Alright, answer key. No peeking before you’ve had a proper guess. In the order they show up in the gallery above:
- Pteranodon — long crest, no teeth, built to ride thermals like a glider. Not technically a dinosaur, but the classic flying reptile everyone pictures.
- Carnotaurus — the little bull-horned meat-eater with tiny arms that make a T. rex look ripped.
- Mosasaurus — the sea monster from the end of the Cretaceous. Also not a dinosaur, but the ocean’s top predator for a few million very bad millennia.
- Pterosaur — another flyer. Pterosaurs are a whole group; this one’s got that classic leathery-winged look.
- Therizinosaurus — the one with comically huge scythe-claws. Looks terrifying. Was mostly just eating leaves.
- Iguanodon — big herbivore with thumb spikes. First dinosaur ever named from a tooth, which is a whole story.
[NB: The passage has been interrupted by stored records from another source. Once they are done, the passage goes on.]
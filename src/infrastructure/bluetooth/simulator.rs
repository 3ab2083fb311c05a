//! Simulated Radio Backend
//!
//! In-memory WED firmware. Devices answer register reads from their
//! configured status/config, obey blink and broadcast commands, and stream
//! their stored logs as framed notifications while broadcasting. Every radio
//! operation is recorded so tests can check ordering and exclusivity.

use crate::domain::models::{DeviceConfig, DeviceStatus, MacAddress, ScannedDevice};
use crate::infrastructure::bluetooth::backend::{
    NotificationSender, RadioBackend, RadioError, RadioLink,
};
use crate::infrastructure::bluetooth::protocol::{self, DeviceCommand, StatusLayout};
use crate::infrastructure::codec::{LOG_ACCEL, LOG_COUNT, LOG_COUNT_LEN};
use std::collections::HashMap;
use std::sync::atomic::{AtomicUsize, Ordering};
use std::sync::{Arc, Mutex, MutexGuard};
use std::time::Duration;
use tokio::task::JoinHandle;
use tracing::debug;

/// Behaviour of one simulated device
#[derive(Debug, Clone)]
pub struct SimulatedDevice {
    pub name: String,
    pub status: DeviceStatus,
    pub config: DeviceConfig,
    pub layout: StatusLayout,
    pub records_per_notification: usize,
    pub notification_interval: Duration,
    /// First broadcast goes silent after this many records
    pub stall_after: Option<u64>,
    /// Every broadcast goes silent immediately
    pub mute: bool,
    pub refuse_connection: bool,
    pub read_delay: Option<Duration>,
    /// Answer status reads with a truncated register
    pub short_status: bool,
}

impl SimulatedDevice {
    /// Slow mode device at 50 ms sampling holding `total_logs` records
    pub fn with_logs(total_logs: u32) -> Self {
        Self {
            name: "WED".to_string(),
            status: DeviceStatus {
                total_logs,
                battery_percent: 80,
                mode_flags: 0,
                reboot_count: 0,
                trailing: vec![0; 5],
            },
            config: DeviceConfig {
                timings: [100, 5, 100, 2, 100, 50, 0],
                flags: [0, 0, 0],
            },
            layout: StatusLayout::Wed,
            records_per_notification: 4,
            notification_interval: Duration::from_millis(1),
            stall_after: None,
            mute: false,
            refuse_connection: false,
            read_delay: None,
            short_status: false,
        }
    }
}

/// One recorded radio operation
#[derive(Debug, Clone, PartialEq, Eq)]
pub enum RadioOp {
    Connect(MacAddress),
    Disconnect(MacAddress),
    Read(MacAddress, u16),
    Write(MacAddress, u16, Vec<u8>),
}

struct DeviceState {
    profile: SimulatedDevice,
    delivered: u64,
    broadcasts: u32,
    blinks: u32,
    last_verbosity: Option<u8>,
    stream: Option<JoinHandle<()>>,
}

impl DeviceState {
    fn stop_stream(&mut self) {
        if let Some(stream) = self.stream.take() {
            stream.abort();
        }
        // Streamed records are gone from device memory
        let drained = self.delivered.min(self.profile.status.total_logs as u64) as u32;
        self.profile.status.total_logs -= drained;
        self.delivered = 0;
    }
}

#[derive(Default)]
struct SimInner {
    devices: Mutex<HashMap<MacAddress, Arc<Mutex<DeviceState>>>>,
    ops: Mutex<Vec<RadioOp>>,
    active: AtomicUsize,
    max_active: AtomicUsize,
    links: Mutex<HashMap<MacAddress, usize>>,
    max_links: AtomicUsize,
}

fn lock<T>(m: &Mutex<T>) -> MutexGuard<'_, T> {
    m.lock().unwrap_or_else(|poisoned| poisoned.into_inner())
}

/// Tracks operations in flight; dropping it (even on cancellation) ends the op
struct OpGuard<'a>(&'a SimInner);

impl<'a> OpGuard<'a> {
    fn enter(inner: &'a SimInner, op: RadioOp) -> Self {
        lock(&inner.ops).push(op);
        let now = inner.active.fetch_add(1, Ordering::SeqCst) + 1;
        inner.max_active.fetch_max(now, Ordering::SeqCst);
        Self(inner)
    }
}

impl Drop for OpGuard<'_> {
    fn drop(&mut self) {
        self.0.active.fetch_sub(1, Ordering::SeqCst);
    }
}

#[derive(Clone, Default)]
pub struct SimulatedBackend {
    inner: Arc<SimInner>,
}

impl SimulatedBackend {
    pub fn new() -> Self {
        Self::default()
    }

    pub fn add_device(&self, mac: MacAddress, device: SimulatedDevice) {
        let state = DeviceState {
            profile: device,
            delivered: 0,
            broadcasts: 0,
            blinks: 0,
            last_verbosity: None,
            stream: None,
        };
        lock(&self.inner.devices).insert(mac, Arc::new(Mutex::new(state)));
    }

    fn device(&self, mac: &MacAddress) -> Option<Arc<Mutex<DeviceState>>> {
        lock(&self.inner.devices).get(mac).cloned()
    }

    pub fn ops(&self) -> Vec<RadioOp> {
        lock(&self.inner.ops).clone()
    }

    /// Payloads written by the host to `mac`, in order
    pub fn writes_to(&self, mac: MacAddress) -> Vec<Vec<u8>> {
        self.ops()
            .into_iter()
            .filter_map(|op| match op {
                RadioOp::Write(m, _, data) if m == mac => Some(data),
                _ => None,
            })
            .collect()
    }

    /// Highest number of radio operations ever observed at once
    pub fn max_concurrent_ops(&self) -> usize {
        self.inner.max_active.load(Ordering::SeqCst)
    }

    /// Highest number of simultaneous links ever held to a single device
    pub fn max_links_per_device(&self) -> usize {
        self.inner.max_links.load(Ordering::SeqCst)
    }

    /// Links to `mac` currently held open
    pub fn open_links(&self, mac: MacAddress) -> usize {
        lock(&self.inner.links).get(&mac).copied().unwrap_or(0)
    }

    pub fn broadcast_count(&self, mac: MacAddress) -> u32 {
        self.device(&mac).map(|d| lock(&d).broadcasts).unwrap_or(0)
    }

    pub fn blink_count(&self, mac: MacAddress) -> u32 {
        self.device(&mac).map(|d| lock(&d).blinks).unwrap_or(0)
    }

    pub fn last_verbosity(&self, mac: MacAddress) -> Option<u8> {
        self.device(&mac).and_then(|d| lock(&d).last_verbosity)
    }

    pub fn remaining_logs(&self, mac: MacAddress) -> Option<u32> {
        self.device(&mac).map(|d| lock(&d).profile.status.total_logs)
    }
}

impl RadioBackend for SimulatedBackend {
    type Link = SimulatedLink;

    async fn connect(
        &self,
        mac: MacAddress,
        notifications: NotificationSender,
    ) -> Result<SimulatedLink, RadioError> {
        let _op = OpGuard::enter(&self.inner, RadioOp::Connect(mac));
        let device = self.device(&mac).ok_or_else(|| RadioError::Connection {
            mac,
            reason: "device not in range".to_string(),
        })?;
        if lock(&device).profile.refuse_connection {
            return Err(RadioError::Connection {
                mac,
                reason: "connection refused".to_string(),
            });
        }

        {
            let mut links = lock(&self.inner.links);
            let count = links.entry(mac).or_insert(0);
            *count += 1;
            self.inner.max_links.fetch_max(*count, Ordering::SeqCst);
        }

        Ok(SimulatedLink {
            mac,
            device,
            inner: Arc::clone(&self.inner),
            notifications,
            connected: true,
        })
    }

    async fn discover(&self, _duration: Duration) -> Result<Vec<ScannedDevice>, RadioError> {
        let devices = lock(&self.inner.devices);
        let mut found: Vec<ScannedDevice> = devices
            .iter()
            .map(|(mac, state)| ScannedDevice {
                name: lock(state).profile.name.clone(),
                address: *mac,
                signal_strength: -60,
            })
            .collect();
        found.sort_by_key(|d| d.address);
        Ok(found)
    }
}

pub struct SimulatedLink {
    mac: MacAddress,
    device: Arc<Mutex<DeviceState>>,
    inner: Arc<SimInner>,
    notifications: NotificationSender,
    connected: bool,
}

impl SimulatedLink {
    fn ensure_connected(&self) -> Result<(), RadioError> {
        if self.connected {
            Ok(())
        } else {
            Err(RadioError::NotConnected(self.mac))
        }
    }

    fn start_stream(&self, state: &mut DeviceState) {
        state.stop_stream();
        state.broadcasts += 1;
        if state.profile.mute {
            return;
        }

        let device = Arc::clone(&self.device);
        let tx = self.notifications.clone();
        let first_broadcast = state.broadcasts == 1;
        let interval = state.profile.notification_interval;
        state.stream = Some(tokio::spawn(async move {
            loop {
                let payload = {
                    let mut st = lock(&device);
                    next_notification(&mut st, first_broadcast)
                };
                match payload {
                    Some(p) => {
                        if tx.send(p).is_err() {
                            break;
                        }
                    }
                    None => break,
                }
                tokio::time::sleep(interval).await;
            }
        }));
    }
}

/// Build the next framed notification, or `None` when the stream is over
fn next_notification(state: &mut DeviceState, first_broadcast: bool) -> Option<Vec<u8>> {
    let total = state.profile.status.total_logs as u64;
    // Trailing count record closes the stream
    let entries = total + 1;
    if state.delivered >= entries {
        return None;
    }
    if first_broadcast {
        if let Some(limit) = state.profile.stall_after {
            if state.delivered >= limit {
                return None;
            }
        }
    }

    let mut body = Vec::new();
    let mut n = 0;
    while n < state.profile.records_per_notification.max(1) && state.delivered < entries {
        if state.delivered < total {
            let v = (state.delivered % 64) as u8;
            body.extend_from_slice(&[LOG_ACCEL, v, v.wrapping_add(1), v.wrapping_add(2)]);
        } else {
            let mut count = vec![0u8; LOG_COUNT_LEN];
            count[0] = LOG_COUNT;
            body.extend_from_slice(&count);
        }
        state.delivered += 1;
        n += 1;
    }
    Some(protocol::frame_notification(protocol::CONFIG_HANDLE, &body))
}

impl RadioLink for SimulatedLink {
    async fn read_handle(&mut self, handle: u16) -> Result<Vec<u8>, RadioError> {
        let _op = OpGuard::enter(&self.inner, RadioOp::Read(self.mac, handle));
        self.ensure_connected()?;
        let delay = lock(&self.device).profile.read_delay;
        if let Some(delay) = delay {
            tokio::time::sleep(delay).await;
        }

        let state = lock(&self.device);
        let profile = &state.profile;
        match handle {
            protocol::STATUS_HANDLE => {
                let mut bytes = protocol::encode_status(profile.layout, &profile.status);
                if profile.short_status {
                    bytes.truncate(bytes.len() - 1);
                }
                Ok(bytes)
            }
            protocol::CONFIG_HANDLE => Ok(protocol::encode_config(&profile.config)),
            other => Err(RadioError::Operation {
                operation: "read",
                handle: other,
                reason: "no such attribute".to_string(),
            }),
        }
    }

    async fn write_handle(&mut self, handle: u16, data: &[u8]) -> Result<(), RadioError> {
        let _op = OpGuard::enter(&self.inner, RadioOp::Write(self.mac, handle, data.to_vec()));
        self.ensure_connected()?;
        if handle != protocol::CONFIG_HANDLE {
            return Err(RadioError::Operation {
                operation: "write",
                handle,
                reason: "attribute is read-only".to_string(),
            });
        }

        let mut state = lock(&self.device);
        if data == DeviceCommand::Blink.encode().as_slice() {
            state.blinks += 1;
        } else if data == DeviceCommand::StopBroadcast.encode().as_slice() {
            state.stop_stream();
        } else if data.len() == 2 && data[0] == 6 {
            state.last_verbosity = Some(data[1]);
            self.start_stream(&mut state);
        } else {
            debug!(mac = %self.mac, "ignoring unknown command {:02X?}", data);
        }
        Ok(())
    }

    async fn disconnect(&mut self) -> Result<(), RadioError> {
        let _op = OpGuard::enter(&self.inner, RadioOp::Disconnect(self.mac));
        if self.connected {
            self.connected = false;
            if let Some(stream) = lock(&self.device).stream.take() {
                stream.abort();
            }
            let mut links = lock(&self.inner.links);
            if let Some(count) = links.get_mut(&self.mac) {
                *count = count.saturating_sub(1);
            }
        }
        Ok(())
    }

    fn is_connected(&self) -> bool {
        self.connected
    }
}

impl Drop for SimulatedLink {
    fn drop(&mut self) {
        if self.connected {
            if let Some(stream) = lock(&self.device).stream.take() {
                stream.abort();
            }
            if let Some(count) = lock(&self.inner.links).get_mut(&self.mac) {
                *count = count.saturating_sub(1);
            }
        }
    }
}

#[cfg(test)]
mod tests {
    use super::*;
    use tokio::sync::mpsc;

    fn mac() -> MacAddress {
        MacAddress::new([1, 2, 3, 4, 5, 6])
    }

    #[tokio::test]
    async fn test_broadcast_streams_all_records_then_count() {
        let backend = SimulatedBackend::new();
        backend.add_device(mac(), SimulatedDevice::with_logs(10));
        let (tx, mut rx) = mpsc::unbounded_channel();
        let mut link = backend.connect(mac(), tx).await.unwrap();
        link.write_handle(protocol::CONFIG_HANDLE, &[6, 1]).await.unwrap();

        let mut bodies = Vec::new();
        // 10 accel records + 1 count record at 4 per notification
        for _ in 0..3 {
            let payload = rx.recv().await.unwrap();
            assert_eq!(payload[0], protocol::ATT_NOTIFICATION_OPCODE);
            bodies.extend_from_slice(&payload[3..]);
        }
        assert_eq!(bodies.len(), 10 * 4 + LOG_COUNT_LEN);
        assert_eq!(backend.last_verbosity(mac()), Some(1));

        link.write_handle(protocol::CONFIG_HANDLE, &[6, 0]).await.unwrap();
        assert_eq!(backend.remaining_logs(mac()), Some(0));
    }

    #[tokio::test]
    async fn test_refused_connection() {
        let backend = SimulatedBackend::new();
        let mut device = SimulatedDevice::with_logs(1);
        device.refuse_connection = true;
        backend.add_device(mac(), device);
        let (tx, _rx) = mpsc::unbounded_channel();
        let err = backend.connect(mac(), tx).await.err().unwrap();
        assert!(matches!(err, RadioError::Connection { .. }));
    }
}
- Tyrannosaurus rex — of course. The reason we have a dinosaur site at all, honestly.
- Ankylosaurus — the armored tank with a bone club for a tail. If dinosaurs had a defensive line, he was it.
- Dilophosaurus — the twin-crested predator Jurassic Park shrunk and gave a frill and venom spit. None of that is true. It was big, fast, and scary enough on its own.
- Dilophosaurus — yes, another one. Different angle. Those double crests are very photogenic.
- Dilophosaurus — I got a little carried away on the Dilo shoot.
- Plesiosaurus — long-necked marine reptile. If the Loch Ness Monster has a cousin, this is the family portrait.
Why make a gallery like this?
Honestly? Because most dinosaur pictures online are either stiff museum diagrams or Jurassic Park screengrabs. I wanted portraits. Just the animal, looking like itself, in a frame you could hang on a classroom wall. No labels, no action poses, no screaming scientist in the corner. Just the dinosaur.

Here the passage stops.